DAVENANT, Charles (1656-1714), of Westminster.

Published in The History of Parliament: the House of Commons 1660-1690, ed. B.D. Henning, 1983
Available from Boydell and Brewer

Constituency

Dates

Feb. 1701

Family and Education

b. 17 Nov. 1656, 2nd s. of Sir William Davenant (d.1668) of Lincoln’s Inn Fields, being 1st s. by 3rd w. Henriette Marie du Tremblay, wid. of St. Germain Beaupré of Anjou, France. educ. Cheam g.s. Surr. 1665; Balliol, Oxf. 1671-3; travelled abroad (Holland) c.1673-5; LL.D. Camb. 1675; advocate, Doctors’ Commons 1675. m. c.1678, Frances, da. and h. of James Molins, MD, of Shoe Lane, London, 2s. (1 d.v.p.) 6da.

Offices Held

Commr. for excise 1678-89, hearth-tax 1684-Jan. 1685, July 1685-9; sec. to commrs. for union with Scotland 1703; inspector-gen. of imports and exports 1705-d.1

Dep. lt. London 1687-Oct. 1688, Herefs. Apr. 1688-9.2

Biography

According to Aubrey, Davenant’s father was Shakespeare’s son by the wife of an Oxford innkeeper. He became a courtier and playwright, and was implicated in the army plot of 1641. He acted as lieutenant-general of the ordnance in the royalist army of the Marquess of Newcastle during the first Civil War, and then joined Henrietta Maria in exile. He is said to have become a Roman Catholic, but his conversion must have been of short duration. During the second Civil War he was captured while on a mission to the Virginian Royalists, and on his release he was able, despite ‘the nicety of the times’ to return to the entertainment world as producer of the first operas in England. At the Restoration he became manager and part-owner of the Duke of York’s Theatre. Davenant took over this interest from his mother with a 16½ per cent holding while still an undergraduate, but his only play, Circe, was not a success. He owed his doctorate at Cambridge, which qualified him for practice as a civilian, to ‘money and favour’, the latter presumably being due to the Duke of Monmouth as chancellor of the university. He offered (Sir) Joseph Williamson £500 for ‘some post of business’, but his seat on the excise board, which enabled him to marry, was apparently due to some other interest.
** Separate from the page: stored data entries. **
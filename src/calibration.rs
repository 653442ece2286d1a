//! Calibration quality metrics and derived operational thresholds.
//!
//! The hardware gaze-to-display calibration itself is done by the tracker's
//! calibration API; this engine scores the validation pass recorded after it
//! (per-eye accuracy, device sample cadence, RMS spatial noise) and converts
//! the configured visual-angle tolerances into pixel units.

use std::collections::BTreeMap;
use std::path::Path;

use serde::{Deserialize, Serialize};

use crate::error::{GazeTrackerError, Result};
use crate::geometry::{degrees_to_pixels, norm_to_pixel};
use crate::types::{CalibrationTarget, DisplayGeometry, GazeSample, RawGazeSample};

/// Tolerances in visual-angle units, fixed per deployment.
#[derive(Clone, Copy, Debug, Serialize, Deserialize)]
pub struct CalibrationParams {
    /// Maximal distance from fixation start before the fixation has stopped.
    pub fixation_threshold_deg: f64,
    /// Time gaze has to linger within the radius to count as a fixation.
    pub dwell_time_ms: f64,
    /// Saccade velocity threshold.
    pub speed_threshold_deg_per_s: f64,
    /// Saccade acceleration threshold.
    pub accel_threshold_deg_per_s2: f64,
    /// Blink detection threshold, persisted for downstream consumers.
    pub blink_threshold_ms: f64,
}

impl Default for CalibrationParams {
    fn default() -> Self {
        Self {
            fixation_threshold_deg: 1.5,
            dwell_time_ms: 100.0,
            speed_threshold_deg_per_s: 35.0,
            accel_threshold_deg_per_s2: 9500.0,
            blink_threshold_ms: 50.0,
        }
    }
}

/// Mean absolute deviation from the targets, pixels per axis, per eye.
#[derive(Clone, Copy, Debug, PartialEq, Serialize, Deserialize)]
pub struct AccuracyPx {
    pub left: (f64, f64),
    pub right: (f64, f64),
}

/// Device sample cadence measured over the raw stream.
#[derive(Clone, Copy, Debug, PartialEq, Serialize, Deserialize)]
pub struct SampleCadence {
    pub mean_intersample_ms: f64,
    pub rate_hz: u32,
}

/// One validation target and the raw samples recorded while it was shown.
#[derive(Clone, Debug)]
pub struct ValidationTarget {
    pub target: CalibrationTarget,
    pub samples: Vec<RawGazeSample>,
}

/// Everything a calibration session produces. Immutable once built;
/// persistence is the caller's concern.
#[derive(Clone, Debug, Serialize, Deserialize)]
pub struct CalibrationReport {
    pub sample_rate_hz: u32,
    pub mean_intersample_ms: f64,
    pub accuracy_px: AccuracyPx,
    pub precision_rms_px: (f64, f64),
    pub fixation_threshold_px: f64,
    pub dwell_time_ms: f64,
    pub speed_threshold_px_per_ms: f64,
    pub accel_threshold_px_per_ms2: f64,
    pub blink_threshold_ms: f64,
}

impl CalibrationReport {
    /// Flat named-threshold mapping for the persistence collaborator.
    /// Key names follow the established calibration file format.
    pub fn to_config(&self) -> BTreeMap<String, f64> {
        let mut config = BTreeMap::new();
        config.insert("samplerate".to_string(), self.sample_rate_hz as f64);
        config.insert("sampletime".to_string(), self.mean_intersample_ms);
        config.insert("pxfixtresh".to_string(), self.fixation_threshold_px);
        config.insert("fixtimetresh".to_string(), self.dwell_time_ms);
        config.insert("pxdsttresh_x".to_string(), self.precision_rms_px.0);
        config.insert("pxdsttresh_y".to_string(), self.precision_rms_px.1);
        config.insert("pxspdtresh".to_string(), self.speed_threshold_px_per_ms);
        config.insert("pxacctresh".to_string(), self.accel_threshold_px_per_ms2);
        config.insert("blinkthresh".to_string(), self.blink_threshold_ms);
        config
    }

    /// Human-readable report block shown to the operator after calibration.
    pub fn render_text(&self) -> String {
        let mut out = String::new();
        out.push_str("calibration report start\n");
        out.push_str(&format!("samplerate: {} Hz\n", self.sample_rate_hz));
        out.push_str(&format!("sampletime: {:.3} ms\n", self.mean_intersample_ms));
        out.push_str(&format!(
            "accuracy (in pixels): LX={:.2}, LY={:.2}, RX={:.2}, RY={:.2}\n",
            self.accuracy_px.left.0,
            self.accuracy_px.left.1,
            self.accuracy_px.right.0,
            self.accuracy_px.right.1
        ));
        out.push_str(&format!(
            "precision (RMS noise in pixels): X={:.2}, Y={:.2}\n",
            self.precision_rms_px.0, self.precision_rms_px.1
        ));
        out.push_str(&format!(
            "fixation threshold: {:.2} pixels\n",
            self.fixation_threshold_px
        ));
        out.push_str(&format!(
            "speed threshold: {:.4} pixels/ms\n",
            self.speed_threshold_px_per_ms
        ));
        out.push_str(&format!(
            "acceleration threshold: {:.4} pixels/ms**2\n",
            self.accel_threshold_px_per_ms2
        ));
        out.push_str("calibration report end\n");
        out
    }

    pub fn save(&self, path: impl AsRef<Path>) -> anyhow::Result<()> {
        let json = serde_json::to_string_pretty(self)?;
        std::fs::write(path, json)?;
        Ok(())
    }

    pub fn load(path: impl AsRef<Path>) -> anyhow::Result<Self> {
        let content = std::fs::read_to_string(path)?;
        Ok(serde_json::from_str(&content)?)
    }
}

/// Scores a validation pass against known target positions.
pub struct CalibrationEngine {
    geometry: DisplayGeometry,
    params: CalibrationParams,
}

impl CalibrationEngine {
    pub fn new(geometry: DisplayGeometry, params: CalibrationParams) -> Result<Self> {
        geometry.validate()?;
        Ok(Self { geometry, params })
    }

    pub fn params(&self) -> &CalibrationParams {
        &self.params
    }

    /// Per-eye accuracy over the validation targets.
    ///
    /// Two-level mean: per-target mean deviation first, then the mean of the
    /// per-target means. Each target therefore weighs equally no matter how
    /// many samples it collected, so a slow or noisy point cannot dominate.
    pub fn accuracy(&self, validation: &[ValidationTarget]) -> Result<AccuracyPx> {
        if validation.is_empty() {
            return Err(GazeTrackerError::InsufficientData(
                "no validation targets".to_string(),
            ));
        }

        // Per-target means, one entry per target where the eye had data
        let mut left_means: Vec<(f64, f64)> = Vec::new();
        let mut right_means: Vec<(f64, f64)> = Vec::new();

        for (index, entry) in validation.iter().enumerate() {
            let target_px = norm_to_pixel((entry.target.x, entry.target.y), &self.geometry);

            let left = eye_target_deviation(&entry.samples, target_px, &self.geometry, Eye::Left);
            let right = eye_target_deviation(&entry.samples, target_px, &self.geometry, Eye::Right);

            if left.is_none() && right.is_none() {
                // A silent mean-of-empty here would report perfect accuracy
                // for a target the tracker never saw
                return Err(GazeTrackerError::CalibrationIncomplete(format!(
                    "target {} at ({:.2}, {:.2}) collected no valid samples from either eye",
                    index, entry.target.x, entry.target.y
                )));
            }
            if let Some(dev) = left {
                left_means.push(dev);
            }
            if let Some(dev) = right {
                right_means.push(dev);
            }
        }

        let left = mean_of_pairs(&left_means).ok_or_else(|| {
            GazeTrackerError::CalibrationIncomplete(
                "left eye produced no valid samples at any target".to_string(),
            )
        })?;
        let right = mean_of_pairs(&right_means).ok_or_else(|| {
            GazeTrackerError::CalibrationIncomplete(
                "right eye produced no valid samples at any target".to_string(),
            )
        })?;

        Ok(AccuracyPx { left, right })
    }

    /// Mean inter-sample interval and rounded sample rate over the raw
    /// device stream. Measured raw rather than aggregated so invalid samples
    /// still count toward the true device cadence.
    pub fn sample_cadence(&self, raw: &[RawGazeSample]) -> Result<SampleCadence> {
        if raw.len() < 2 {
            return Err(GazeTrackerError::InsufficientData(format!(
                "need at least 2 raw samples to measure cadence, got {}",
                raw.len()
            )));
        }
        let mut total_ms = 0.0;
        for pair in raw.windows(2) {
            total_ms += (pair[1].device_timestamp_us - pair[0].device_timestamp_us) as f64 / 1000.0;
        }
        let mean_intersample_ms = total_ms / (raw.len() - 1) as f64;
        Ok(SampleCadence {
            mean_intersample_ms,
            rate_hz: (1000.0 / mean_intersample_ms).round() as u32,
        })
    }

    /// Successive-difference RMS of the combined gaze point while the subject
    /// fixates a static dot. Measures sample-to-sample jitter, not absolute
    /// displacement, so it is independent of accuracy.
    ///
    /// The first collected sample is discarded (transient lock-on noise), as
    /// are invalid samples and consecutive duplicate positions.
    pub fn rms_noise(&self, samples: &[GazeSample]) -> Result<(f64, f64)> {
        let mut filtered: Vec<(f64, f64)> = Vec::new();
        for sample in samples.iter().skip(1) {
            if !sample.is_valid() {
                continue;
            }
            if filtered.last() == Some(&sample.position()) {
                continue;
            }
            filtered.push(sample.position());
        }

        if filtered.len() < 2 {
            return Err(GazeTrackerError::InsufficientData(format!(
                "noise phase kept {} distinct valid samples, need at least 2",
                filtered.len()
            )));
        }

        let mut x_sq = Vec::with_capacity(filtered.len() - 1);
        let mut y_sq = Vec::with_capacity(filtered.len() - 1);
        for pair in filtered.windows(2) {
            x_sq.push((pair[1].0 - pair[0].0).powi(2));
            y_sq.push((pair[1].1 - pair[0].1).powi(2));
        }
        let x_rms = (x_sq.iter().sum::<f64>() / x_sq.len() as f64).sqrt();
        let y_rms = (y_sq.iter().sum::<f64>() / y_sq.len() as f64).sqrt();
        Ok((x_rms, y_rms))
    }

    /// Fixation radius in pixels from the configured degree tolerance.
    pub fn fixation_threshold_px(&self) -> f64 {
        self.deg_to_px(self.params.fixation_threshold_deg)
    }

    /// Saccade speed threshold in pixels per millisecond.
    pub fn speed_threshold_px_per_ms(&self) -> f64 {
        self.deg_to_px(self.params.speed_threshold_deg_per_s / 1000.0)
    }

    /// Saccade acceleration threshold in pixels per millisecond squared.
    pub fn accel_threshold_px_per_ms2(&self) -> f64 {
        self.deg_to_px(self.params.accel_threshold_deg_per_s2 / 1000.0)
    }

    fn deg_to_px(&self, angle_deg: f64) -> f64 {
        degrees_to_pixels(
            self.geometry.viewing_distance_cm,
            angle_deg,
            self.geometry.pixels_per_cm(),
        )
    }

    /// Assemble the full report from a completed calibration session.
    /// Recording must be stopped before this runs; the buffers passed in are
    /// treated as closed, consistent sets.
    pub fn build_report(
        &self,
        validation: &[ValidationTarget],
        session_raw: &[RawGazeSample],
        noise_samples: &[GazeSample],
    ) -> Result<CalibrationReport> {
        let accuracy_px = self.accuracy(validation)?;
        let cadence = self.sample_cadence(session_raw)?;
        let precision_rms_px = self.rms_noise(noise_samples)?;

        Ok(CalibrationReport {
            sample_rate_hz: cadence.rate_hz,
            mean_intersample_ms: cadence.mean_intersample_ms,
            accuracy_px,
            precision_rms_px,
            fixation_threshold_px: self.fixation_threshold_px(),
            dwell_time_ms: self.params.dwell_time_ms,
            speed_threshold_px_per_ms: self.speed_threshold_px_per_ms(),
            accel_threshold_px_per_ms2: self.accel_threshold_px_per_ms2(),
            blink_threshold_ms: self.params.blink_threshold_ms,
        })
    }
}

#[derive(Clone, Copy)]
enum Eye {
    Left,
    Right,
}

/// Mean absolute deviation of one eye's valid samples from the target, pixels
/// per axis. None when the eye had no valid sample at this target; invalid
/// samples are excluded, never counted as zero deviation.
fn eye_target_deviation(
    samples: &[RawGazeSample],
    target_px: (f64, f64),
    geometry: &DisplayGeometry,
    eye: Eye,
) -> Option<(f64, f64)> {
    let mut dx_sum = 0.0;
    let mut dy_sum = 0.0;
    let mut count = 0usize;
    for raw in samples {
        let eye_sample = match eye {
            Eye::Left => &raw.left,
            Eye::Right => &raw.right,
        };
        if !eye_sample.gaze_point_valid {
            continue;
        }
        let gaze_px = norm_to_pixel(eye_sample.gaze_point, geometry);
        dx_sum += (gaze_px.0 - target_px.0).abs();
        dy_sum += (gaze_px.1 - target_px.1).abs();
        count += 1;
    }
    if count == 0 {
        None
    } else {
        Some((dx_sum / count as f64, dy_sum / count as f64))
    }
}

fn mean_of_pairs(pairs: &[(f64, f64)]) -> Option<(f64, f64)> {
    if pairs.is_empty() {
        return None;
    }
    let n = pairs.len() as f64;
    Some((
        pairs.iter().map(|p| p.0).sum::<f64>() / n,
        pairs.iter().map(|p| p.1).sum::<f64>() / n,
    ))
}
A rival, Thomas Prise, described him as a spy of Shaftesbury and Monmouth on the Court, but he retained his posts, at a salary rising to £1,000 p.a., until the Revolution.3

Davenant was elected for St. Ives in 1685 on the government interest. A moderately active Member of James II’s Parliament he was appointed to nine committees, including those on the bills for establishing the new parish of St. James Piccadilly, preventing clandestine marriages, and relieving poor debtors. He was summoned to the meeting of the court caucus on 18 Nov., and presumably opposed the address against the employment of Roman Catholic officers. In 1687 he sold his theatrical interests to his brother Alexander for £2,400. He was approved by the King’s electoral agents as court candidate for St. Ives in June 1688, but he is not likely to have stood in 1689, and was deprived of office under the new regime. He became a prominent Tory pamphleteer and economist under William III, and sat for Bedwyn. He lost his seat in 1701, when he was one of the three Tory Members who were discovered at supper with the French minister on the evening of the declaration of war, but Queen Anne gave him office as inspector-general of imports and exports. He died on 6 Nov. 1714, and was buried at St. Bride’s, Fleet Street. His son held minor diplomatic appointments under the Hanoverians, but no other Member of the family entered Parliament.4

Ref Volumes: 1660-1690

Author: Eveline Cruickshanks

Notes

This biography is based on D. Waddell, ‘Career and Writings of Charles Davenant’ (Oxford D. Phil. thesis, 1955).

  • 1. Cal. Treas. Bks. v. 1055; vii. 1074; viii. 247; ix. 190.
  • 2. CSP Dom. 1687-9, pp. 62, 186.
  • 3. A. Harbage, Sir William Davenant, 104 6, 120, 147; L. Hotson, Commonwealth and Restoration Stage, 222, 231; CSP Dom. 1677-8, p. 616; 1678, p. 371; 1682, p. 617.
  • 4. Hotson, 285; Cal. Treas. Bks. viii. 430.